В этих словах выражен идеал Лённрота, которому он стремился следовать. Сходство есть даже в бытовом плане, в том, как Шёгрен и сам Лённрот умели обходиться с дружескими компаниями, чтобы из-за веселья не страдало дело.
Быт в Каяни был весьма однообразным и даже примитивным. Число мало-мальски образованных людей очень ограничено. Среди тех чиновников, с которыми общался Лённрот, заведено было проводить досуг за картами и выпивкой, причем навещали друг друга без особых церемоний — увидят темным осенним или зимним вечером огонек в окне и тут же заходят в предвкушении приятельской беседы и угощения, чтобы скоротать время. Труженик Лённрот пробовал поначалу уклоняться от подобных посещений, но это плохо удавалось, да и изолировать себя от окружающих было невозможно. Однако и в общении случались тягостные моменты. «Знаешь ли ты, что такое тоска и скука? — вопрошал он в дневниковой записи, обращаясь к мысленному другу. — Когда весь вечер сидят и сидят мужчины и без конца несут разную чепуху, так что даже спать нельзя улечься. После таких разговоров самые дурные сны покажутся избавлением. Когда же наконец соберутся уходить, так нет же — все еще продолжают рассуждать с шапкой в руке о том, о сем, а всего-то и надо сказать два слова: спокойной ночи».

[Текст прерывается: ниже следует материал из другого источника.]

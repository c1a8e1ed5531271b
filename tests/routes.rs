use actix_web::{App, http::StatusCode, test, web};
use lent_campaign::domain::signup::PledgeType;
use lent_campaign::repository::{DieselRepository, SignupWriter};
use lent_campaign::routes::configure;
use lent_campaign::sequence::{Sequencer, Ticket};
use serde_json::Value;

mod common;

use common::{day, signup};

fn seeded_repo(test_db: &common::TestDb, rows: u32) -> DieselRepository {
    let repo = DieselRepository::new(test_db.pool());
    for n in 1..=rows {
        let province = if n % 2 == 0 { Some("ตาก") } else { Some("น่าน") };
        repo.create_signup(&signup(
            &format!("คน{n:02}"),
            province,
            None,
            PledgeType::FullLent,
            30,
            day(7, n),
        ))
        .unwrap();
    }
    repo
}

#[actix_web::test]
async fn test_health() {
    let app = test::init_service(App::new().configure(configure)).await;
    let req = test::TestRequest::get().uri("/health").to_request();
    let resp = test::call_service(&app, req).await;
    assert_eq!(resp.status(), StatusCode::OK);
}

#[actix_web::test]
async fn test_list_signups_returns_page_metadata() {
    let test_db = common::TestDb::new("test_list_signups_returns_page_metadata.db");
    let repo = seeded_repo(&test_db, 23);
    let app = test::init_service(
        App::new()
            .app_data(web::Data::new(repo))
            .configure(configure),
    )
    .await;

    let req = test::TestRequest::get()
        .uri("/api/v1/signups?page=2&per_page=10&seq=5")
        .to_request();
    let body: Value = test::call_and_read_body_json(&app, req).await;

    assert_eq!(body["total"], 23);
    assert_eq!(body["page"], 2);
    assert_eq!(body["total_pages"], 3);
    assert_eq!(body["items"].as_array().map(Vec::len), Some(10));
    assert_eq!(body["pages"], serde_json::json!([1, 2, 3]));
    assert_eq!(body["seq"], 5);
}

#[actix_web::test]
async fn test_malformed_filters_fall_back_to_defaults() {
    let test_db = common::TestDb::new("test_malformed_filters_fall_back_to_defaults.db");
    let repo = seeded_repo(&test_db, 23);
    let app = test::init_service(
        App::new()
            .app_data(web::Data::new(repo))
            .configure(configure),
    )
    .await;

    let req = test::TestRequest::get()
        .uri("/api/v1/signups?page=abc&per_page=13&sort=password&from=yesterday")
        .to_request();
    let body: Value = test::call_and_read_body_json(&app, req).await;

    assert_eq!(body["per_page"], 20);
    assert_eq!(body["page"], 1);
    assert_eq!(body["total"], 23);
    assert_eq!(body["items"][0]["first_name"], "คน23");
}

#[actix_web::test]
async fn test_repeated_province_filter() {
    let test_db = common::TestDb::new("test_repeated_province_filter.db");
    let repo = seeded_repo(&test_db, 6);
    let app = test::init_service(
        App::new()
            .app_data(web::Data::new(repo))
            .configure(configure),
    )
    .await;

    let uri = format!(
        "/api/v1/signups?province={}&province={}",
        "%E0%B8%95%E0%B8%B2%E0%B8%81", "nowhere"
    );
    let req = test::TestRequest::get().uri(&uri).to_request();
    let body: Value = test::call_and_read_body_json(&app, req).await;
    assert_eq!(body["total"], 3);
}

#[actix_web::test]
async fn test_create_show_and_delete_signup() {
    let test_db = common::TestDb::new("test_create_show_and_delete_signup.db");
    let repo = DieselRepository::new(test_db.pool());
    let app = test::init_service(
        App::new()
            .app_data(web::Data::new(repo))
            .configure(configure),
    )
    .await;

    let req = test::TestRequest::post()
        .uri("/api/v1/signups")
        .set_form([
            ("first_name", "สมชาย"),
            ("last_name", "ใจดี"),
            ("phone", "0812345678"),
            ("province", ""),
            ("category_id", ""),
            ("pledge_type", "OneMonth"),
            ("age", "41"),
        ])
        .to_request();
    let resp = test::call_service(&app, req).await;
    assert_eq!(resp.status(), StatusCode::CREATED);
    let created: Value = test::read_body_json(resp).await;
    let id = created["id"].as_i64().unwrap();

    let req = test::TestRequest::get()
        .uri(&format!("/api/v1/signups/{id}"))
        .to_request();
    let shown: Value = test::call_and_read_body_json(&app, req).await;
    assert_eq!(shown["phone"], "+66812345678");
    assert!(shown["province"].is_null());

    let req = test::TestRequest::delete()
        .uri(&format!("/api/v1/signups/{id}"))
        .to_request();
    assert_eq!(
        test::call_service(&app, req).await.status(),
        StatusCode::NO_CONTENT
    );

    let req = test::TestRequest::get()
        .uri(&format!("/api/v1/signups/{id}"))
        .to_request();
    let resp = test::call_service(&app, req).await;
    assert_eq!(resp.status(), StatusCode::NOT_FOUND);
    let body: Value = test::read_body_json(resp).await;
    assert_eq!(body["retry"], false);
}

#[actix_web::test]
async fn test_invalid_form_is_unprocessable() {
    let test_db = common::TestDb::new("test_invalid_form_is_unprocessable.db");
    let repo = DieselRepository::new(test_db.pool());
    let app = test::init_service(
        App::new()
            .app_data(web::Data::new(repo))
            .configure(configure),
    )
    .await;

    let req = test::TestRequest::post()
        .uri("/api/v1/signups")
        .set_form([
            ("first_name", "สมชาย"),
            ("last_name", "ใจดี"),
            ("phone", "0812345678"),
            ("pledge_type", "OneMonth"),
            ("age", "0"),
        ])
        .to_request();
    let resp = test::call_service(&app, req).await;
    assert_eq!(resp.status(), StatusCode::UNPROCESSABLE_ENTITY);

    let req = test::TestRequest::post()
        .uri("/api/v1/signups")
        .set_form([("first_name", "สมชาย"), ("age", "many")])
        .to_request();
    let resp = test::call_service(&app, req).await;
    assert_eq!(resp.status(), StatusCode::UNPROCESSABLE_ENTITY);
}

#[actix_web::test]
async fn test_export_contains_every_filtered_row() {
    let test_db = common::TestDb::new("test_export_contains_every_filtered_row.db");
    let repo = seeded_repo(&test_db, 23);
    let app = test::init_service(
        App::new()
            .app_data(web::Data::new(repo))
            .configure(configure),
    )
    .await;

    let req = test::TestRequest::get()
        .uri("/api/v1/signups/export?per_page=10&page=2")
        .to_request();
    let resp = test::call_service(&app, req).await;
    assert_eq!(resp.status(), StatusCode::OK);
    let body = test::read_body(resp).await;
    let text = String::from_utf8_lossy(&body);
    // Header plus every row, regardless of the page parameters.
    assert_eq!(text.lines().count(), 24);
}

#[actix_web::test]
async fn test_dashboard_summarizes_signups() {
    let test_db = common::TestDb::new("test_dashboard_summarizes_signups.db");
    let repo = seeded_repo(&test_db, 5);
    let app = test::init_service(
        App::new()
            .app_data(web::Data::new(repo))
            .configure(configure),
    )
    .await;

    let req = test::TestRequest::get().uri("/api/v1/dashboard").to_request();
    let body: Value = test::call_and_read_body_json(&app, req).await;

    assert!(body["error"].is_null());
    assert_eq!(body["summary"]["total_signups"], 5);
    assert_eq!(body["summary"]["average_age"], 30.0);
    assert_eq!(body["summary"]["signups_by_province"][0]["label"], "น่าน");
    assert_eq!(body["summary"]["signups_by_province"][0]["count"], 3);
    assert_eq!(
        body["summary"]["monthly_signups"].as_array().map(Vec::len),
        Some(12)
    );
    assert_eq!(
        body["summary"]["image_completeness"].as_array().map(Vec::len),
        Some(3)
    );
}

#[actix_web::test]
async fn test_stale_list_response_is_discarded() {
    let test_db = common::TestDb::new("test_stale_list_response_is_discarded.db");
    let repo = seeded_repo(&test_db, 6);
    let app = test::init_service(
        App::new()
            .app_data(web::Data::new(repo))
            .configure(configure),
    )
    .await;

    let sequencer = Sequencer::new();
    let slow = sequencer.issue();
    let fast = sequencer.issue();

    let mut responses = Vec::new();
    for (ticket, search) in [(fast, "คน06"), (slow, "คน0")] {
        let uri = format!(
            "/api/v1/signups?seq={}&search={}",
            ticket.get(),
            search
                .bytes()
                .map(|b| format!("%{b:02X}"))
                .collect::<String>()
        );
        let req = test::TestRequest::get().uri(&uri).to_request();
        let body: Value = test::call_and_read_body_json(&app, req).await;
        responses.push(body);
    }

    let mut shown = None;
    for body in responses {
        let ticket = Ticket::new(body["seq"].as_u64().unwrap());
        if sequencer.accept(ticket) {
            shown = Some(body);
        }
    }

    let shown = shown.unwrap();
    assert_eq!(shown["seq"], fast.get());
    assert_eq!(shown["total"], 1);
}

Наблюдения за нравами в Каяни побудили Лённрота выступить инициатором движения за более трезвый образ жизни. Пили в Каяни много («Чем меньше город, тем больше пьют», — писал Лённрот); пили в праздники и будни, занимались домашним винокурением, на что тратилось зерно даже в неурожайные годы. Как уже говорилось, Лённрот ратовал не за абсолютное трезвенничество — такое представлялось в тех условиях утопией, а за разумную и достаточно строгую умеренность. Для врача алкоголизм был болезнью, от которой одними запретами и увещеваниями не избавишься. С точки зрения Лённрота, создание общества трезвости с формальным членством воздвигало определенные психологические барьеры — в компании легче было заявить о своем воздержании, когда знали, что ты член общества. Как писал Лённрот в одном из писем, если бы в Каяни такое общество возникло, он был бы первым его членом. «Так трудно и неприятно в одиночку противиться общепринятому обычаю без каких-либо выдуманных отговорок, поскольку никто не желает верить в действительную причину воздержания, заключавшуюся попросту в том, что регулярное и ежедневное употребление грогов вредит здоровью. Всегда в таких случаях подозревают куда менее уважительные причины: мизантропию, ипохондрию, скупость и т. п.». Если же о человеке было известно, что он должен соблюдать уставные правила общества трезвости, дальнейших объяснений вроде бы не требовалось. Правда, не без трудностей, но Лённроту все же удалось в марте 1834 г. создать в Каяни первое общество трезвости, устав которого он сочинил сам, согласовав его с другими членами и опираясь при этом на аналогичный зарубежный опыт.